- Listed records -
use std::path::PathBuf;

use anyhow::Context;
use clap::{Args, Parser, Subcommand, ValueEnum};
use nix::unistd::Uid;
use tracing_subscriber::{layer::SubscriberExt, util::SubscriberInitExt};

use usbdrive::config::load_config;
use usbdrive::gadget::{GadgetPaths, MountOptions};
use usbdrive::msd::{MountRequest, MsdController};
use usbdrive::AppError;

/// Log level for the application
#[derive(Debug, Clone, Copy, Default, ValueEnum)]
enum LogLevel {
    #[default]
    Error,
    Warn,
    Info,
    Verbose,
    Debug,
    Trace,
}

/// usbdrive command line arguments
#[derive(Parser, Debug)]
#[command(name = "usbdrive")]
#[command(version, about = "Mount disk images as USB mass storage", long_about = None)]
struct CliArgs {
    /// Log level (error, warn, info, verbose, debug, trace)
    #[arg(short = 'l', long, value_name = "LEVEL", default_value = "error", global = true)]
    log_level: LogLevel,

    /// Increase verbosity (-v for info, -vv for debug, -vvv for trace)
    #[arg(short = 'v', long, action = clap::ArgAction::Count, global = true)]
    verbose: u8,

    #[command(subcommand)]
    command: Command,
}

#[derive(Subcommand, Debug)]
enum Command {
    /// Mount a disk image as USB device (default mode is read-write)
    Mount(MountArgs),
    /// Unmount currently mounted image
    Unmount(UnmountArgs),
    /// Show current mount status
    Status,
    /// Print usbdrive version
    Version,
}

#[derive(Args, Debug)]
struct MountArgs {
    /// Image file to expose
    file: Option<PathBuf>,

    /// Load configuration from file
    #[arg(short = 'c', long, value_name = "FILE")]
    config: Option<PathBuf>,

    /// Mount as read-write (default)
    #[arg(long, conflicts_with = "ro")]
    rw: bool,

    /// Mount as read-only
    #[arg(long)]
    ro: bool,

    /// Mount as CDROM device
    #[arg(long)]
    cdrom: bool,

    /// Force backend: configfs, udc (legacy) or sysfs
    #[arg(short = 'f', long, value_name = "BACKEND")]
    force: Option<String>,

    /// Preview operation without executing
    #[arg(short = 'n', long)]
    dry_run: bool,
}

#[derive(Args, Debug)]
struct UnmountArgs {
    /// Force backend: configfs, udc (legacy) or sysfs
    #[arg(short = 'f', long, value_name = "BACKEND")]
    force: Option<String>,

    /// Preview operation without executing
    #[arg(short = 'n', long)]
    dry_run: bool,
}

fn main() -> anyhow::Result<()> {
    let args = CliArgs::parse();
    init_logging(args.log_level, args.verbose);

    let controller = MsdController::new(GadgetPaths::default());

    match args.command {
        Command::Mount(mount) => run_mount(&controller, mount),
        Command::Unmount(unmount) => run_unmount(&controller, unmount),
        Command::Status => {
            run_status(&controller);
            Ok(())
        }
        Command::Version => {
            println!("usbdrive version {}", env!("CARGO_PKG_VERSION"));
            Ok(())
        }
    }
}

/// Mount and unmount, dry runs included, need root
fn require_root() -> Result<(), AppError> {
    check_root(Uid::effective())
}

fn check_root(uid: Uid) -> Result<(), AppError> {
    if !uid.is_root() {
        return Err(AppError::PermissionDenied("must run as root".to_string()));
    }
    Ok(())
}

fn mount_request(args: MountArgs) -> anyhow::Result<MountRequest> {
    if let Some(config_path) = &args.config {
        let config = load_config(config_path).context("failed to load config")?;
        tracing::info!("Loaded configuration: {}", config_path.display());

        let mut request = MountRequest::from(config);
        if args.force.is_some() {
            request.backend = args.force;
        }
        return Ok(request);
    }

    let file = args
        .file
        .ok_or_else(|| AppError::Config("missing file argument".to_string()))?;

    // CDROM implies read-only unless --rw asks otherwise (which is then rejected)
    let options = MountOptions {
        read_write: args.rw || (!args.ro && !args.cdrom),
        cdrom: args.cdrom,
    };

    Ok(MountRequest {
        file,
        options,
        backend: args.force,
    })
}

fn run_mount(controller: &MsdController, args: MountArgs) -> anyhow::Result<()> {
    require_root()?;
    let dry_run = args.dry_run;
    let request = mount_request(args)?;

    if dry_run {
        let plan = controller
            .plan_mount(&request)
            .context("invalid mount request")?;
        println!("Dry run: Would mount with the following settings:");
        println!("  Backend: {}", plan.backend);
        println!("  File: {}", plan.image.path.display());
        println!(
            "  Size: {} bytes ({})",
            plan.image.size,
            plan.image.size_display()
        );
        println!("  Mode: {}", plan.mode);
        println!("  Capabilities: {}", plan.capabilities);
        for warning in &plan.warnings {
            println!("  WARNING: {}", warning);
        }
        return Ok(());
    }

    controller
        .mount(&request)
        .context("mount failed (try running with -v for verbose output)")?;
    Ok(())
}

fn run_unmount(controller: &MsdController, args: UnmountArgs) -> anyhow::Result<()> {
    require_root()?;
    if args.dry_run {
        let plan = controller.plan_unmount(args.force.as_deref())?;
        println!("Dry run: Would unmount using backend: {}", plan.backend);
        match &plan.current.file {
            Some(file) if plan.current.mounted => {
                println!("  Currently mounted: {}", file.display());
                println!("  Current mode: {}", plan.current.mode());
            }
            _ => println!("  Status: No image currently mounted"),
        }
        return Ok(());
    }

    controller
        .unmount(args.force.as_deref())
        .context("unmount failed (try running with -v for verbose output)")?;
    Ok(())
}

fn run_status(controller: &MsdController) {
    let Some((backend, status)) = controller.status() else {
        println!("No active USB gadget found");
        return;
    };

    println!("Backend: {}", backend);
    match status.file.as_ref() {
        Some(file) if status.mounted => {
            println!("Status: Mounted");
            println!("File: {}", file.display());
            println!("Mode: {}", status.mode());
        }
        _ => println!("Status: Not mounted"),
    }
}

/// Initialize logging with tracing
fn init_logging(level: LogLevel, verbose_count: u8) {
    // Verbose count overrides log level
    let effective_level = match verbose_count {
        0 => level,
        1 => LogLevel::Info,
        2 => LogLevel::Debug,
        _ => LogLevel::Trace,
    };

    let filter = match effective_level {
        LogLevel::Error => "usbdrive=error",
        LogLevel::Warn => "usbdrive=warn",
        LogLevel::Info => "usbdrive=info",
        LogLevel::Verbose => "usbdrive=debug",
        LogLevel::Debug => "usbdrive=debug",
        LogLevel::Trace => "usbdrive=trace",
    };

    // Environment variable takes highest priority
    let env_filter =
        tracing_subscriber::EnvFilter::try_from_default_env().unwrap_or_else(|_| filter.into());

    if let Err(err) = tracing_subscriber::registry()
        .with(env_filter)
        .with(tracing_subscriber::fmt::layer().with_writer(std::io::stderr))
        .try_init()
    {
        eprintln!("failed to initialize tracing: {}", err);
    }
}

#[cfg(test)]
mod tests {
    use super::*;

    #[test]
    fn test_check_root() {
        assert!(check_root(Uid::from_raw(0)).is_ok());
        assert!(matches!(
            check_root(Uid::from_raw(1000)),
            Err(AppError::PermissionDenied(_))
        ));
    }

    #[test]
    fn test_dry_run_flags_parse() {
        let args = CliArgs::parse_from(["usbdrive", "mount", "-n", "--cdrom", "x.iso"]);
        let Command::Mount(mount) = args.command else {
            panic!("expected mount subcommand");
        };
        assert!(mount.dry_run);
        assert!(mount.cdrom);

        let request = mount_request(mount).unwrap();
        assert!(!request.options.read_write);
        assert!(request.options.cdrom);
    }
}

- What is expected -
Return every line of the material exactly.

- The answer -
use std::path::PathBuf;

use anyhow::Context;
use clap::{Args, Parser, Subcommand, ValueEnum};
use nix::unistd::Uid;
use tracing_subscriber::{layer::SubscriberExt, util::SubscriberInitExt};

use usbdrive::config::load_config;
use usbdrive::gadget::{GadgetPaths, MountOptions};
use usbdrive::msd::{MountRequest, MsdController};
use usbdrive::AppError;

/// Log level for the application
#[derive(Debug, Clone, Copy, Default, ValueEnum)]
enum LogLevel {
    #[default]
    Error,
    Warn,
    Info,
    Verbose,
    Debug,
    Trace,
}

/// usbdrive command line arguments
#[derive(Parser, Debug)]
#[command(name = "usbdrive")]
#[command(version, about = "Mount disk images as USB mass storage", long_about = None)]
struct CliArgs {
    /// Log level (error, warn, info, verbose, debug, trace)
    #[arg(short = 'l', long, value_name = "LEVEL", default_value = "error", global = true)]
    log_level: LogLevel,

    /// Increase verbosity (-v for info, -vv for debug, -vvv for trace)
    #[arg(short = 'v', long, action = clap::ArgAction::Count, global = true)]
    verbose: u8,

    #[command(subcommand)]
    command: Command,
}

#[derive(Subcommand, Debug)]
enum Command {
    /// Mount a disk image as USB device (default mode is read-write)
    Mount(MountArgs),
    /// Unmount currently mounted image
    Unmount(UnmountArgs),
    /// Show current mount status
    Status,
    /// Print usbdrive version
    Version,
}

#[derive(Args, Debug)]
struct MountArgs {
    /// Image file to expose
    file: Option<PathBuf>,

    /// Load configuration from file
    #[arg(short = 'c', long, value_name = "FILE")]
    config: Option<PathBuf>,

    /// Mount as read-write (default)
    #[arg(long, conflicts_with = "ro")]
    rw: bool,

    /// Mount as read-only
    #[arg(long)]
    ro: bool,

    /// Mount as CDROM device
    #[arg(long)]
    cdrom: bool,

    /// Force backend: configfs, udc (legacy) or sysfs
    #[arg(short = 'f', long, value_name = "BACKEND")]
    force: Option<String>,

    /// Preview operation without executing
    #[arg(short = 'n', long)]
    dry_run: bool,
}

#[derive(Args, Debug)]
struct UnmountArgs {
    /// Force backend: configfs, udc (legacy) or sysfs
    #[arg(short = 'f', long, value_name = "BACKEND")]
    force: Option<String>,

    /// Preview operation without executing
    #[arg(short = 'n', long)]
    dry_run: bool,
}

fn main() -> anyhow::Result<()> {
    let args = CliArgs::parse();
    init_logging(args.log_level, args.verbose);

    let controller = MsdController::new(GadgetPaths::default());

    match args.command {
        Command::Mount(mount) => run_mount(&controller, mount),
        Command::Unmount(unmount) => run_unmount(&controller, unmount),
        Command::Status => {
            run_status(&controller);
            Ok(())
        }
        Command::Version => {
            println!("usbdrive version {}", env!("CARGO_PKG_VERSION"));
            Ok(())
        }
    }
}

/// Mount and unmount, dry runs included, need root
fn require_root() -> Result<(), AppError> {
    check_root(Uid::effective())
}

fn check_root(uid: Uid) -> Result<(), AppError> {
    if !uid.is_root() {
        return Err(AppError::PermissionDenied("must run as root".to_string()));
    }
    Ok(())
}

fn mount_request(args: MountArgs) -> anyhow::Result<MountRequest> {
    if let Some(config_path) = &args.config {
        let config = load_config(config_path).context("failed to load config")?;
        tracing::info!("Loaded configuration: {}", config_path.display());

        let mut request = MountRequest::from(config);
        if args.force.is_some() {
            request.backend = args.force;
        }
        return Ok(request);
    }

    let file = args
        .file
        .ok_or_else(|| AppError::Config("missing file argument".to_string()))?;

    // CDROM implies read-only unless --rw asks otherwise (which is then rejected)
    let options = MountOptions {
        read_write: args.rw || (!args.ro && !args.cdrom),
        cdrom: args.cdrom,
    };

    Ok(MountRequest {
        file,
        options,
        backend: args.force,
    })
}

fn run_mount(controller: &MsdController, args: MountArgs) -> anyhow::Result<()> {
    require_root()?;
    let dry_run = args.dry_run;
    let request = mount_request(args)?;

    if dry_run {
        let plan = controller
            .plan_mount(&request)
            .context("invalid mount request")?;
        println!("Dry run: Would mount with the following settings:");
        println!("  Backend: {}", plan.backend);
        println!("  File: {}", plan.image.path.display());
        println!(
            "  Size: {} bytes ({})",
            plan.image.size,
            plan.image.size_display()
        );
        println!("  Mode: {}", plan.mode);
        println!("  Capabilities: {}", plan.capabilities);
        for warning in &plan.warnings {
            println!("  WARNING: {}", warning);
        }
        return Ok(());
    }

    controller
        .mount(&request)
        .context("mount failed (try running with -v for verbose output)")?;
    Ok(())
}

fn run_unmount(controller: &MsdController, args: UnmountArgs) -> anyhow::Result<()> {
    require_root()?;
    if args.dry_run {
        let plan = controller.plan_unmount(args.force.as_deref())?;
        println!("Dry run: Would unmount using backend: {}", plan.backend);
        match &plan.current.file {
            Some(file) if plan.current.mounted => {
                println!("  Currently mounted: {}", file.display());
                println!("  Current mode: {}", plan.current.mode());
            }
            _ => println!("  Status: No image currently mounted"),
        }
        return Ok(());
    }

    controller
        .unmount(args.force.as_deref())
        .context("unmount failed (try running with -v for verbose output)")?;
    Ok(())
}

fn run_status(controller: &MsdController) {
    let Some((backend, status)) = controller.status() else {
        println!("No active USB gadget found");
        return;
    };

    println!("Backend: {}", backend);
    match status.file.as_ref() {
        Some(file) if status.mounted => {
            println!("Status: Mounted");
            println!("File: {}", file.display());
            println!("Mode: {}", status.mode());
        }
        _ => println!("Status: Not mounted"),
    }
}

/// Initialize logging with tracing
fn init_logging(level: LogLevel, verbose_count: u8) {
    // Verbose count overrides log level
    let effective_level = match verbose_count {
        0 => level,
        1 => LogLevel::Info,
        2 => LogLevel::Debug,
        _ => LogLevel::Trace,
    };

    let filter = match effective_level {
        LogLevel::Error => "usbdrive=error",
        LogLevel::Warn => "usbdrive=warn",
        LogLevel::Info => "usbdrive=info",
        LogLevel::Verbose => "usbdrive=debug",
        LogLevel::Debug => "usbdrive=debug",
        LogLevel::Trace => "usbdrive=trace",
    };

    // Environment variable takes highest priority
    let env_filter =
        tracing_subscriber::EnvFilter::try_from_default_env().unwrap_or_else(|_| filter.into());

    if let Err(err) = tracing_subscriber::registry()
        .with(env_filter)
        .with(tracing_subscriber::fmt::layer().with_writer(std::io::stderr))
        .try_init()
    {
        eprintln!("failed to initialize tracing: {}", err);
    }
}

#[cfg(test)]
mod tests {
    use super::*;

    #[test]
    fn test_check_root() {
        assert!(check_root(Uid::from_raw(0)).is_ok());
        assert!(matches!(
            check_root(Uid::from_raw(1000)),
            Err(AppError::PermissionDenied(_))
        ));
    }

    #[test]
    fn test_dry_run_flags_parse() {
        let args = CliArgs::parse_from(["usbdrive", "mount", "-n", "--cdrom", "x.iso"]);
        let Command::Mount(mount) = args.command else {
            panic!("expected mount subcommand");
        };
        assert!(mount.dry_run);
        assert!(mount.cdrom);

        let request = mount_request(mount).unwrap();
        assert!(!request.options.read_write);
        assert!(request.options.cdrom);
    }
}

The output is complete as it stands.